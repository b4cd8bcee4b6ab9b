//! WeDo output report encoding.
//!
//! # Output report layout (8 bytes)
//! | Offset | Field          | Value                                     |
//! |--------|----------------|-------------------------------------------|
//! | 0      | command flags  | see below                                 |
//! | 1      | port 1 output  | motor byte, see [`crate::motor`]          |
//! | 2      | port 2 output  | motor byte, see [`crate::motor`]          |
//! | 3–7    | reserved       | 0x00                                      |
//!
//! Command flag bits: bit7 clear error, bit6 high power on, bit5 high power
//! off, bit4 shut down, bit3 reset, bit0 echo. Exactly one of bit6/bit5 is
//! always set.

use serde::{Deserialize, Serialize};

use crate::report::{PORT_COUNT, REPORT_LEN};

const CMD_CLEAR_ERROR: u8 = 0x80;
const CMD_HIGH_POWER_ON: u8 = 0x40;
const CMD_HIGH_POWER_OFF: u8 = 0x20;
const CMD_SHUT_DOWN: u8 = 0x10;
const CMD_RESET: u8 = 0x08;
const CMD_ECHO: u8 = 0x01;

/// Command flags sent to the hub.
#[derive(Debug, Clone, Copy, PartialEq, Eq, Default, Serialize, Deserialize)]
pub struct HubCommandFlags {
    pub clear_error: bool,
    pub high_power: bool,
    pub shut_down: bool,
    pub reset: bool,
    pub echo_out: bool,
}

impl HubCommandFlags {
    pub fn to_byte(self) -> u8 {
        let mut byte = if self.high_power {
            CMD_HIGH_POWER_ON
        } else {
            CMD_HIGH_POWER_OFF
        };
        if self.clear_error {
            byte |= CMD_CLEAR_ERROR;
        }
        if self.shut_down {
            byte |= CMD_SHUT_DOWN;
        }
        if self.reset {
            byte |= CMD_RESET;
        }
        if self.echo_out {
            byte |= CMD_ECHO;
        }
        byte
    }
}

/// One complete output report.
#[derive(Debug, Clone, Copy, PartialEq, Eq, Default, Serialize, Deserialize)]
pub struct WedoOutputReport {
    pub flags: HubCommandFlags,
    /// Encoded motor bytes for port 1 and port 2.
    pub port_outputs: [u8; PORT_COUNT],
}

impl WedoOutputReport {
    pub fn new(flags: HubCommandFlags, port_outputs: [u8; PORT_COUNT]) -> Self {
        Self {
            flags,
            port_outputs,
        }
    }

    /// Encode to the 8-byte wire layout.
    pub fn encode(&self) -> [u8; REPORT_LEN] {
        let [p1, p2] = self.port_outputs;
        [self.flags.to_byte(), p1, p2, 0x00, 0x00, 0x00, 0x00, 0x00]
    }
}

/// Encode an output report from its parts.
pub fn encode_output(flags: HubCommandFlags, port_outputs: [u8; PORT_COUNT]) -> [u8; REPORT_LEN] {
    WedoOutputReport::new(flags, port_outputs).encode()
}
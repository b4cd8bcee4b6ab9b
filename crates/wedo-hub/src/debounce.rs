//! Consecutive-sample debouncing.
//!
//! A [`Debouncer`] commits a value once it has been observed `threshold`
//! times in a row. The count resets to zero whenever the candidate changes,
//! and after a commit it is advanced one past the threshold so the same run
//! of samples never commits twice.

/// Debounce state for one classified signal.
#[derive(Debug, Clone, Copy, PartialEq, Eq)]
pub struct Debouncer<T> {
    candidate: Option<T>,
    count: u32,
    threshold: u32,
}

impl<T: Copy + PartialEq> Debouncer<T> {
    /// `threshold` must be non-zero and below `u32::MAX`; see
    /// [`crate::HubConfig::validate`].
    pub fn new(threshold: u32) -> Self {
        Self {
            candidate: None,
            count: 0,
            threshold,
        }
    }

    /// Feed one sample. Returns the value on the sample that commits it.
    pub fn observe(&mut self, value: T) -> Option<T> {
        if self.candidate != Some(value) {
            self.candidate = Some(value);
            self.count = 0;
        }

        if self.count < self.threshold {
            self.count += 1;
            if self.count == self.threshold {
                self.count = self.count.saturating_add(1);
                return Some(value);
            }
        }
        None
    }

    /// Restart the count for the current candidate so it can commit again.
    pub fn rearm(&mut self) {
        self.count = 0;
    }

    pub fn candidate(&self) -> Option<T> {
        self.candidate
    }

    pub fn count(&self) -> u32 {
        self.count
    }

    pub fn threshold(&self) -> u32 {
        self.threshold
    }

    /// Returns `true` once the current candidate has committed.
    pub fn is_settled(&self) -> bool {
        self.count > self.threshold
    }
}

■ BRIEF: Output the full listing again, exactly as it stands above.

■ OUTPUT FOR THIS EXERCISE:
repository b4cd8bcee4b6ab9b
//! WeDo output report encoding.
//!
//! # Output report layout (8 bytes)
//! | Offset | Field          | Value                                     |
//! |--------|----------------|-------------------------------------------|
//! | 0      | command flags  | see below                                 |
//! | 1      | port 1 output  | motor byte, see [`crate::motor`]          |
//! | 2      | port 2 output  | motor byte, see [`crate::motor`]          |
//! | 3–7    | reserved       | 0x00                                      |
//!
//! Command flag bits: bit7 clear error, bit6 high power on, bit5 high power
//! off, bit4 shut down, bit3 reset, bit0 echo. Exactly one of bit6/bit5 is
//! always set.

use serde::{Deserialize, Serialize};

use crate::report::{PORT_COUNT, REPORT_LEN};

const CMD_CLEAR_ERROR: u8 = 0x80;
const CMD_HIGH_POWER_ON: u8 = 0x40;
const CMD_HIGH_POWER_OFF: u8 = 0x20;
const CMD_SHUT_DOWN: u8 = 0x10;
const CMD_RESET: u8 = 0x08;
const CMD_ECHO: u8 = 0x01;

/// Command flags sent to the hub.
#[derive(Debug, Clone, Copy, PartialEq, Eq, Default, Serialize, Deserialize)]
pub struct HubCommandFlags {
    pub clear_error: bool,
    pub high_power: bool,
    pub shut_down: bool,
    pub reset: bool,
    pub echo_out: bool,
}

impl HubCommandFlags {
    pub fn to_byte(self) -> u8 {
        let mut byte = if self.high_power {
            CMD_HIGH_POWER_ON
        } else {
            CMD_HIGH_POWER_OFF
        };
        if self.clear_error {
            byte |= CMD_CLEAR_ERROR;
        }
        if self.shut_down {
            byte |= CMD_SHUT_DOWN;
        }
        if self.reset {
            byte |= CMD_RESET;
        }
        if self.echo_out {
            byte |= CMD_ECHO;
        }
        byte
    }
}

/// One complete output report.
#[derive(Debug, Clone, Copy, PartialEq, Eq, Default, Serialize, Deserialize)]
pub struct WedoOutputReport {
    pub flags: HubCommandFlags,
    /// Encoded motor bytes for port 1 and port 2.
    pub port_outputs: [u8; PORT_COUNT],
}

impl WedoOutputReport {
    pub fn new(flags: HubCommandFlags, port_outputs: [u8; PORT_COUNT]) -> Self {
        Self {
            flags,
            port_outputs,
        }
    }

    /// Encode to the 8-byte wire layout.
    pub fn encode(&self) -> [u8; REPORT_LEN] {
        let [p1, p2] = self.port_outputs;
        [self.flags.to_byte(), p1, p2, 0x00, 0x00, 0x00, 0x00, 0x00]
    }
}

/// Encode an output report from its parts.
pub fn encode_output(flags: HubCommandFlags, port_outputs: [u8; PORT_COUNT]) -> [u8; REPORT_LEN] {
    WedoOutputReport::new(flags, port_outputs).encode()
}
repository b4cd8bcee4b6ab9b
filename crates/wedo-hub/src/debounce.rs
//! Consecutive-sample debouncing.
//!
//! A [`Debouncer`] commits a value once it has been observed `threshold`
//! times in a row. The count resets to zero whenever the candidate changes,
//! and after a commit it is advanced one past the threshold so the same run
//! of samples never commits twice.

/// Debounce state for one classified signal.
#[derive(Debug, Clone, Copy, PartialEq, Eq)]
pub struct Debouncer<T> {
    candidate: Option<T>,
    count: u32,
    threshold: u32,
}

impl<T: Copy + PartialEq> Debouncer<T> {
    /// `threshold` must be non-zero and below `u32::MAX`; see
    /// [`crate::HubConfig::validate`].
    pub fn new(threshold: u32) -> Self {
        Self {
            candidate: None,
            count: 0,
            threshold,
        }
    }

    /// Feed one sample. Returns the value on the sample that commits it.
    pub fn observe(&mut self, value: T) -> Option<T> {
        if self.candidate != Some(value) {
            self.candidate = Some(value);
            self.count = 0;
        }

        if self.count < self.threshold {
            self.count += 1;
            if self.count == self.threshold {
                self.count = self.count.saturating_add(1);
                return Some(value);
            }
        }
        None
    }

    /// Restart the count for the current candidate so it can commit again.
    pub fn rearm(&mut self) {
        self.count = 0;
    }

    pub fn candidate(&self) -> Option<T> {
        self.candidate
    }

    pub fn count(&self) -> u32 {
        self.count
    }

    pub fn threshold(&self) -> u32 {
        self.threshold
    }

    /// Returns `true` once the current candidate has committed.
    pub fn is_settled(&self) -> bool {
        self.count > self.threshold
    }
}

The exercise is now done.